“Le nostre mamme e mogli importunate in strada, il sindaco quando interviene?”

L’opinione di Marcello Roberto Marchi: “Di fronte all’escalation di criminalità algerina a Cagliari, con donne rapinate e importunate in strada in pieno centro, cosa aspetta il sindaco a chiedere interventi urgenti al prefetto?”

di Marcello Roberto Marchi

La cronaca cittadina e quella regionale, nelle pagine degli storici quotidiani  isolani L’Unione Sarda e La Nuova Sardegna e nei giornali ” on line “, primo fra tutti il nostro Casteddu online, ci consegnano ogni giorno storie di piccola e grande criminalità anche di ordine sociale e di intollerabile degrado. Storie che sembrano non preoccupare chi ha il dovere il tutelare oltre che i beni pubblici,  i cittadini, le persone oneste, quelle che danno vita al presente e speranza al futuro delle nostre Comunità e delle nostre famiglie. Le forze dell’ordine, a tutti i livelli, fanno quello che possono con encomiabile senso del dovere ma non possono arrivare a tutto sia per gli organici e i mezzi ridotti all’osso sia per norme anche recenti che con troppa disinvoltura ( non so  trovare un termine più appropriato ) sono state messe in campo e che sembrano più voler  tutelare i malfattori che per dare supporto tecnico-organizzativo  e morale a quanti hanno il compito i vegliare e proteggerci  per garantire la convivenza civile. Il massiccio e “strano” flusso migratorio dall’Algeria verso le coste del Basso Sulcis organizzato da qualche mese a questa parte, sembra inarrestabile e sta diventando sempre più insopportabile per tante ragioni che non sto qui ad  elencare ma che tutti, soprattutto i nostri lettori , come noi, pensano e comprendono.

In particolare per  ragioni di sicurezza generale, di tutela del beni patrimoniali, della nostra integrità fisica, in particolare delle donne, nostre mamme, nostre mogli, nostre figlie e nipoti che vengono fatte oggetto di fastidiose e pericolose attenzioni fisiche personali.
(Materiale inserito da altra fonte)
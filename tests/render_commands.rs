//! End-to-end command rendering: model + parameter documents on disk,
//! loaded through the public API, rendered into command lines.

use mcbuild::model::CompilerModel;
use mcbuild::params::ProjectParams;
use mcbuild::render::{CmdGenerator, GeneratorOption, Tool};
use std::fs;
use std::path::{Path, PathBuf};
use tempfile::TempDir;

struct Fixture {
    _dir: TempDir,
    model: CompilerModel,
    params: ProjectParams,
    out_dir: PathBuf,
}

fn fixture(model_json: &str, params_json: &str) -> Fixture {
    let dir = TempDir::new().unwrap();
    let out_dir = dir.path().join("build");
    fs::create_dir_all(&out_dir).unwrap();

    let model_path = dir.path().join("toolchain.model.json");
    fs::write(&model_path, model_json).unwrap();
    let params_path = dir.path().join("params.json");
    let params_json = params_json
        .replace("{root}", &dir.path().to_string_lossy())
        .replace("{out}", &out_dir.to_string_lossy());
    fs::write(&params_path, params_json).unwrap();

    Fixture {
        model: CompilerModel::load(&model_path).unwrap(),
        params: ProjectParams::load(&params_path).unwrap(),
        out_dir,
        _dir: dir,
    }
}

fn gcc_model() -> String {
    r#"{
        "name": "GNU Arm Embedded",
        "id": "GCC",
        "toolPrefix": "arm-none-eabi-",
        "groups": {
            "c/cpp": {
                "$path": "bin/${toolPrefix}gcc",
                "$output": "-o ${out} ${in}"
            },
            "asm": {
                "$path": "bin/${toolPrefix}gcc",
                "$output": "-o ${out} ${in}"
            },
            "linker": {
                "$path": "bin/${toolPrefix}gcc",
                "$output": "-o ${out} ${in}",
                "$objPathSep": " ",
                "$outputSuffix": ".elf"
            }
        }
    }"#
    .to_string()
}

fn minimal_params() -> String {
    r#"{
        "name": "fw",
        "rootDir": "{root}",
        "outDir": "{out}",
        "dumpPath": "{out}/log"
    }"#
    .to_string()
}

fn generator(fix: &Fixture, inline_only: bool) -> CmdGenerator<'_> {
    CmdGenerator::new(
        &fix.model,
        &fix.params,
        GeneratorOption {
            bin_dir: "%TOOL_DIR%".into(),
            out_dir: fix.out_dir.clone(),
            cwd: Some(fix.params.root_dir.clone()),
            inline_only,
        },
    )
    .unwrap()
}

#[test]
fn minimal_model_renders_minimal_command() {
    let fix = fixture(&gcc_model(), &minimal_params());
    let mut generator = generator(&fix, true);

    let cmd = generator.from_c_file(Path::new("main.c")).unwrap();
    let out_obj = fix.out_dir.join("main.o");
    assert_eq!(
        cmd.command_line,
        format!("-o {} main.c", out_obj.display())
    );
    assert_eq!(
        cmd.exe_path,
        format!("%TOOL_DIR%{}bin/arm-none-eabi-gcc", std::path::MAIN_SEPARATOR)
    );
}

#[test]
fn same_base_names_get_distinct_objects() {
    let fix = fixture(&gcc_model(), &minimal_params());
    let mut generator = generator(&fix, true);

    let a = generator.from_c_file(Path::new("a/util.c")).unwrap();
    let b = generator.from_c_file(Path::new("b/util.c")).unwrap();
    let c = generator.from_c_file(Path::new("c/UTIL.c")).unwrap();

    assert_eq!(a.out_path.unwrap(), fix.out_dir.join("util.o"));
    assert_eq!(b.out_path.unwrap(), fix.out_dir.join("util_1.o"));
    // collisions are case-insensitive but the original casing is kept
    assert_eq!(c.out_path.unwrap(), fix.out_dir.join("UTIL_2.o"));
}

#[test]
fn main_first_without_entry_object_is_fatal() {
    let mut model = gcc_model();
    model = model.replace(
        r#""$objPathSep": " ","#,
        r#""$objPathSep": " ", "$mainFirst": true,"#,
    );
    let fix = fixture(&model, &minimal_params());
    let generator = generator(&fix, true);

    let objs = [fix.out_dir.join("a.o"), fix.out_dir.join("b.o")];
    let err = generator.link_command(&objs).unwrap_err();
    assert!(err.to_string().contains("'main'"), "got: {}", err);

    let with_main = [
        fix.out_dir.join("a.o"),
        fix.out_dir.join("main.o"),
    ];
    let cmd = generator.link_command(&with_main).unwrap();
    let main_pos = cmd.command_line.find("main.o").unwrap();
    let a_pos = cmd.command_line.find("a.o").unwrap();
    assert!(main_pos < a_pos);
}

#[test]
fn link_reports_image_and_map_paths() {
    let fix = fixture(&gcc_model(), &minimal_params());
    let generator = generator(&fix, true);

    let cmd = generator.link_command(&[fix.out_dir.join("main.o")]).unwrap();
    assert_eq!(cmd.out_path.unwrap(), fix.out_dir.join("fw.elf"));
    assert_eq!(cmd.source_path, fix.out_dir.join("fw.map"));
}

#[test]
fn post_link_steps_follow_declaration() {
    let mut model = gcc_model();
    model = model.replace(
        r#""$outputSuffix": ".elf""#,
        r#""$outputSuffix": ".elf",
           "$outputBin": [{
               "name": "output hex file",
               "toolPath": "bin/${toolPrefix}objcopy",
               "outputSuffix": ".hex",
               "command": "-O ihex ${linkerOutput} ${output}"
           }]"#,
    );
    let fix = fixture(&model, &minimal_params());
    let generator = generator(&fix, true);

    let image = fix.out_dir.join("fw.elf");
    let steps = generator.post_link_commands(&image);
    assert_eq!(steps.len(), 1);
    assert_eq!(steps[0].title.as_deref(), Some("output hex file"));
    assert!(steps[0].command_line.contains("-O ihex"));
    assert!(
        steps[0]
            .command_line
            .contains(&fix.out_dir.join("fw.hex").to_string_lossy().into_owned())
    );

    // an undeclared block renders nothing
    let bare = fixture(&gcc_model(), &minimal_params());
    let bare_generator = generator_for(&bare);
    assert!(bare_generator.post_link_commands(&image).is_empty());
}

fn generator_for(fix: &Fixture) -> CmdGenerator<'_> {
    generator(fix, true)
}

#[test]
fn response_file_written_in_declared_encoding() {
    let model = r#"{
        "name": "ARM Compiler 5",
        "id": "AC5",
        "groups": {
            "c/cpp": {
                "$path": "bin/armcc",
                "$encoding": "UTF8",
                "$invoke": { "useFile": true, "body": "--via ${value}" },
                "$output": "-o ${out} ${in}"
            },
            "asm": {
                "$path": "bin/armasm",
                "$output": "-o ${out} ${in}"
            },
            "linker": {
                "$path": "bin/armlink",
                "$output": "-o ${out} ${in}"
            }
        }
    }"#;
    let fix = fixture(model, &minimal_params());
    let mut generator = generator(&fix, false);

    let cmd = generator.from_c_file(Path::new("main.c")).unwrap();
    let via = fix.out_dir.join("main.__i");
    assert!(cmd.command_line.starts_with("--via "));
    assert!(cmd.command_line.contains("main.__i"));

    let body = fs::read(&via).unwrap();
    // UTF-8 without a byte order mark
    assert!(!body.starts_with(&[0xEF, 0xBB, 0xBF]));
    let text = String::from_utf8(body).unwrap();
    assert!(text.contains("-o"));
    assert!(text.contains("main.c"));
}

#[test]
fn tool_selection_honors_use_selector() {
    let model = r#"{
        "name": "Keil C51",
        "id": "C51",
        "groups": {
            "c": { "$path": "bin/c51", "$output": "${out} ${in}" },
            "asm": { "$path": "bin/a51", "$output": "${out} ${in}" },
            "asm-iasm": { "$path": "bin/iasm", "$output": "${out} ${in}" },
            "linker": { "$path": "bin/bl51", "$output": "${out} ${in}" }
        }
    }"#;
    let params = r#"{
        "rootDir": "{root}",
        "outDir": "{out}",
        "dumpPath": "{out}/log",
        "options": { "asm-compiler": { "$use": "asm-iasm" } }
    }"#;
    let fix = fixture(model, params);
    let generator = generator(&fix, true);
    assert!(generator.tool_path(Tool::Asm).ends_with("bin/iasm"));
    assert!(generator.tool_path(Tool::C).ends_with("bin/c51"));
}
Ogni giorno registriamo episodi di violenza inaccettabili che a tutte le ore, in tutti i luoghi e con assoluta arroganza vengono messi in atto da questi sfaccendati e pericolosi ragazzotti venuti dal nord Africa e approdati con troppa facilità nelle nostre spiagge. Episodi per lo più impuniti o con provvedimenti di semplice espulsione ridicoli e soprattutto non attuati. In Italia  come  in Sardegna vengono trattati con i ” guanti ” e loro, con arroganza e aria di sfida continuano incuranti ad avventursi in aggressioni, rapine, furti, scippi ed ogni altro genere di abuso. Che si fa ? Il Consiglio  Comunale di Cagliari tace anzichè inchiodare il Sindaco alle sue responsabilità e alle sue prerogative istituzionali nei confronti del rappresentante del Governo, il Prefetto di Cagliari    responsabile del Comitato per la sicurezza e l’ordine pubblico cui l’adozione di provvedimenti strategici in grado di affrontare il fenomeno in Città e non solo. Il Presidente della Regione che fa ? Si limita ad inviare lettere al Ministro dell’Interno e basta. Sarebbe necessario un Comitato Nazionale per l’ordine e la sicurezza pubblica per comprendere il fenomeno ” Teulada” e gli sbarchi facili facili in quelle spiagge. Non c’è forse in quelle zone una importante base militare internazionale ? E i pericoli di incursioni e attentati non esistono anche in quelle aree ? Che si fa ? Si scrivono lettere e basta. Si stipulano accordi  tra l’Italia e l’Algeria ma , che senso hanno se non si è capaci ( o meglio non si vogliono) fermare questi sbarchi che hanno tutta l’aria di una burla. Ma burla purtroppo non è, viste le conseguenze, almeno per quanto sta avvenendo a Cagliari. Non vorremmo che ci svegliassimo troppo tardi !!!